§ **Entries provided**
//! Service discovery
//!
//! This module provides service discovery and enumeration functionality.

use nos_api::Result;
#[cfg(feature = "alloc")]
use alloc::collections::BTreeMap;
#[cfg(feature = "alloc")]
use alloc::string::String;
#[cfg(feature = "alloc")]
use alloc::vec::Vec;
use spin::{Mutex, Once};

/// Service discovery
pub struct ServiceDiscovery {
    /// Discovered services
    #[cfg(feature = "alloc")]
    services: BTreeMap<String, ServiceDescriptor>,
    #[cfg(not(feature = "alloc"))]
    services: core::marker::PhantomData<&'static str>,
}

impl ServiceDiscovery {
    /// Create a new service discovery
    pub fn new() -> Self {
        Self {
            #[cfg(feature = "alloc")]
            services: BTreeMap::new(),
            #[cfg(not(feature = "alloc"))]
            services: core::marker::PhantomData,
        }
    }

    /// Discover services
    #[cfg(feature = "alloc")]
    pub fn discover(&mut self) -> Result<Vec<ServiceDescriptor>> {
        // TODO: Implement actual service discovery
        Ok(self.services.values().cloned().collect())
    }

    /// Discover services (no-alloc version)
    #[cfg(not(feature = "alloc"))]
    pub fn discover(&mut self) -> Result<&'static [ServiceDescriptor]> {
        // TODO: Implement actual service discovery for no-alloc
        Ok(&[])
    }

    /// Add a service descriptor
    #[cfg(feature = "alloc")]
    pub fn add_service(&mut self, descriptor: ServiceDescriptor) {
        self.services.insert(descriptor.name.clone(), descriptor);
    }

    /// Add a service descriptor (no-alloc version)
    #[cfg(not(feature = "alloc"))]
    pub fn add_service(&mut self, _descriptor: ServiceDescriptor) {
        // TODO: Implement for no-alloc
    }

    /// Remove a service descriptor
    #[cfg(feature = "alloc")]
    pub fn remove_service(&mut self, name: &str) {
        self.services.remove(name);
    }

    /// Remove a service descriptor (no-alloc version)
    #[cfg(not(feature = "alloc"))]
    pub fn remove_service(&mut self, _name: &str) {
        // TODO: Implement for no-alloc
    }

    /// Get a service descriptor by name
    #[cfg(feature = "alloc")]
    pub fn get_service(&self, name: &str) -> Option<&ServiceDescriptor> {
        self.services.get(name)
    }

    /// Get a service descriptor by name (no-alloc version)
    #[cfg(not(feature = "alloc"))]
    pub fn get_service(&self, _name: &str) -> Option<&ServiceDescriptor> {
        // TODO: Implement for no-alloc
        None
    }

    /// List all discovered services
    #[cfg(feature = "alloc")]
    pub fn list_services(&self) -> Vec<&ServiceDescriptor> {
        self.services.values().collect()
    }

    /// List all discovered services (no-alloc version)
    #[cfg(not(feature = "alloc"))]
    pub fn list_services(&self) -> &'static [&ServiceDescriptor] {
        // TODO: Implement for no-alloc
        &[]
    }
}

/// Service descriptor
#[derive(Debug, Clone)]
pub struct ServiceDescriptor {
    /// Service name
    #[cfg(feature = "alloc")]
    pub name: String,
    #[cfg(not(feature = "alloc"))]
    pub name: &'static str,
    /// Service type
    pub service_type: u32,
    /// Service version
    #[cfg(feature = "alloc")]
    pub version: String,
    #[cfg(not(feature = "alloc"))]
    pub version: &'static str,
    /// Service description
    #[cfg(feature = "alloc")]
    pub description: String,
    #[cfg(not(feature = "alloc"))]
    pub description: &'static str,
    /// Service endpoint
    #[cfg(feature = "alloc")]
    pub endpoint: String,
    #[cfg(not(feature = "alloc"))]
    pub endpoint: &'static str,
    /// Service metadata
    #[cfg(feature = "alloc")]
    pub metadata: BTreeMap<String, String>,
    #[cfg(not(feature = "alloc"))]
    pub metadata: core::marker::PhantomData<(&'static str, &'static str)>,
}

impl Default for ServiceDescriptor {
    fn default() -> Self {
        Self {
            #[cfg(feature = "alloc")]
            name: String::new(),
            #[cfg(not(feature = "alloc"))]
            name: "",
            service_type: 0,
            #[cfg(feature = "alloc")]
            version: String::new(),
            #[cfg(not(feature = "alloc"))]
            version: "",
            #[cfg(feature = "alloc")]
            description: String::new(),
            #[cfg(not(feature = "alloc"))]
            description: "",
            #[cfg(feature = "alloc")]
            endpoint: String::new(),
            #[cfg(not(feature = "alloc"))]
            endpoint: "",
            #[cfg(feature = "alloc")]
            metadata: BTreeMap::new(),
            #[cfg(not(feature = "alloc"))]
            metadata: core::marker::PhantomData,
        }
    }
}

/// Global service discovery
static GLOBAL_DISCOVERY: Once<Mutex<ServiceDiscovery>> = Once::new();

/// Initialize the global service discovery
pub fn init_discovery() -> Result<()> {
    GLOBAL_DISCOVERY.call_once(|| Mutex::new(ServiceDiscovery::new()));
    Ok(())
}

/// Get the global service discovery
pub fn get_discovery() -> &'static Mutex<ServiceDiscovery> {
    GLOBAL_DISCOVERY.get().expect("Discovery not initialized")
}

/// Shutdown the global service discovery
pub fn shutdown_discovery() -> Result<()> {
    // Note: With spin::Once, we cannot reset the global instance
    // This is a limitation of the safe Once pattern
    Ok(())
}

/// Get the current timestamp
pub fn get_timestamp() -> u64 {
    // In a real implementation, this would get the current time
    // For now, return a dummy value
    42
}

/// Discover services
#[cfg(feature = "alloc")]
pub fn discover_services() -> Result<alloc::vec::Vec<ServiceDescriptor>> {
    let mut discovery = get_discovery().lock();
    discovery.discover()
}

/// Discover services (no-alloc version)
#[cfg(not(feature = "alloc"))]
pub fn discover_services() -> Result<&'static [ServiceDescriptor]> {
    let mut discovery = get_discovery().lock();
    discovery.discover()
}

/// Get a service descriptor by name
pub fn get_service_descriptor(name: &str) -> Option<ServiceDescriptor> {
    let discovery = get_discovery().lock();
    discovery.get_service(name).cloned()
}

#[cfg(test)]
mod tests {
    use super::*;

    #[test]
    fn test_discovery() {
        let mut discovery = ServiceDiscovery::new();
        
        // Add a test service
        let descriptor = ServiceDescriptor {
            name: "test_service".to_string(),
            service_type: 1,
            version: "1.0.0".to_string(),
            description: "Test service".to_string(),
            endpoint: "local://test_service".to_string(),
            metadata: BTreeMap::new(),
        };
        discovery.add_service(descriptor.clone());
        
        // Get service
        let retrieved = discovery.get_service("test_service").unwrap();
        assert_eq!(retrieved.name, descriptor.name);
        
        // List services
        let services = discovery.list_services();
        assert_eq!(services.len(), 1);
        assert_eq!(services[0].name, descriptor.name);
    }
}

--

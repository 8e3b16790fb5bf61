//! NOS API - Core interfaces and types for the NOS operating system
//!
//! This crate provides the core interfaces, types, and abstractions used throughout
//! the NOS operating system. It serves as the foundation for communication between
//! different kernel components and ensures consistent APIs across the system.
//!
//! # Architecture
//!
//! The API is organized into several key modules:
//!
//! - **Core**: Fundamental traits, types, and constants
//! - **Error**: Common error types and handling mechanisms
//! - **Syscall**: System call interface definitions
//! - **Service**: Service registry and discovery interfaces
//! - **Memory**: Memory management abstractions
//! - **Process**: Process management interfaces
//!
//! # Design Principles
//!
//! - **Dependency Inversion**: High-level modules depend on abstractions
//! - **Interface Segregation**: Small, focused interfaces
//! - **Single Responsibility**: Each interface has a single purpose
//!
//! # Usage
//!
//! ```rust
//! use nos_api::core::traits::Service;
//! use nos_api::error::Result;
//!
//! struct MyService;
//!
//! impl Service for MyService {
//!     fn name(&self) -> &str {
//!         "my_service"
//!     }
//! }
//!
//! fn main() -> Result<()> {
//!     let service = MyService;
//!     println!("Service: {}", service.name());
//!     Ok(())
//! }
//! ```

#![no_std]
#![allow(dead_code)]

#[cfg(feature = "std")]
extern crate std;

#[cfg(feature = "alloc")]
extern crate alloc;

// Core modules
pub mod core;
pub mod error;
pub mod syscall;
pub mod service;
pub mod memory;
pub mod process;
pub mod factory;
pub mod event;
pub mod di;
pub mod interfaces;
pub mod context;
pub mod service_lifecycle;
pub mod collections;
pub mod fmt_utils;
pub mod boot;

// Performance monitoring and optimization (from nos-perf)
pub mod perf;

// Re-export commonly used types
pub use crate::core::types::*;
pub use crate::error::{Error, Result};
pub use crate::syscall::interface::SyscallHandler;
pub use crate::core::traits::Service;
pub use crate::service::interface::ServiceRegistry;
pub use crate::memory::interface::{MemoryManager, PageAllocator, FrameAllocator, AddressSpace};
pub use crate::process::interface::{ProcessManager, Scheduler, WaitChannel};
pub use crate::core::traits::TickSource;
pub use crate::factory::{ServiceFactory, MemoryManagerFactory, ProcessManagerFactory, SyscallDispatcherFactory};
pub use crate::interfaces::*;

§ **What you have to do**
Could you count how many lines in the records contain the word "actual"? Only the number is needed.

§ **Task solution**
2